Wednesday, January 10, 2018

Wealth Management: What Are You Paying For And What Are You Getting In Return?

(artwork by Grahame Arnould)

With an assist to Stan Buell and the Small Investors Protection Association (SIPA) for re-tweeting a blog from a year and a half or so ago that contained the following quote in regards to CRM2 (which came into effect on July 15, 2016), whereby "Investment firms are to provide an annual report that shows, in dollars, the charges and other compensation paid to the firm and your advisor for products and services provided":

"This all sounds beneficial, but if you own any mutual funds you're only going to get a fraction of the total picture. The disclosed fees that are paid to your firm and your advisor will not include the management fees charged by the mutual fund managers."

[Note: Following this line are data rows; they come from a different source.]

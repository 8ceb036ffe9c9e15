use chrono::{Datelike, NaiveDate, Weekday};

/// Renders whole Rupiah with `.` thousands separators, e.g. `Rp 8.500`.
pub fn format_currency(amount: i64) -> String {
    let digits = amount.unsigned_abs().to_string();
    let mut grouped = String::with_capacity(digits.len() + digits.len() / 3);
    for (index, digit) in digits.chars().enumerate() {
        if index > 0 && (digits.len() - index) % 3 == 0 {
            grouped.push('.');
        }
        grouped.push(digit);
    }
    if amount < 0 {
        format!("Rp -{grouped}")
    } else {
        format!("Rp {grouped}")
    }
}

pub fn day_name(date: NaiveDate) -> &'static str {
    match date.weekday() {
        Weekday::Mon => "Senin",
        Weekday::Tue => "Selasa",
        Weekday::Wed => "Rabu",
        Weekday::Thu => "Kamis",
        Weekday::Fri => "Jumat",
        Weekday::Sat => "Sabtu",
        Weekday::Sun => "Minggu",
    }
}

/// `dd/mm/yyyy`
pub fn format_date(date: NaiveDate) -> String {
    date.format("%d/%m/%Y").to_string()
}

"This to me is one of the, if not, the biggest con jobs ever pulled off by the investment industry on the Canadian investing public".

"Where else in your life would you agree to have someone provide them with a service and allow them to take money out of your account without telling you how much they take - every month?"

So friends, about three years ago, Paul Tepsich and I came up with an idea: let's get in front of this CRM2 thing and create a completely transparent money and wealth management offering for individuals and families.

All in 1.15% management fee (plus or minus .05% for ETF MER's, depending on your portfolio structure): If you have $500,000 under management with us you pay $419.17 per month. 

In a non-registered account that is tax deductible. Effectively, you are paying a fraction of the management fee after tax considerations.

The MER taken by the mutual fund company or ETF manager is not tax deductible.

It literally staggers me when I talk to prospective clients who have a "great" relationship with the advisor / salesperson at their banking / financial institution who is prepared to pay an MER (in many cases of 2% or more) for any reason. Even ETF MER's which are considerably more reasonable are not tax deductible, so you would want to minimize those as best as is possible.

More importantly what do you get for your fees?

At High Rock Private Client, we begin with a Wealth Forecast (prepared by our Certified Financial Planning, CFP, professional) which is very specific to your personal situation. This allows us how to assess your goals, objectives and desire for risk and prepare a tailored investment strategy for you.

Some might think that every advisory offering does that. Do they? How well do they do it? If you find yourself in a "basket" of mutual funds and / or ETF's then you are not getting a personally tailored portfolio. 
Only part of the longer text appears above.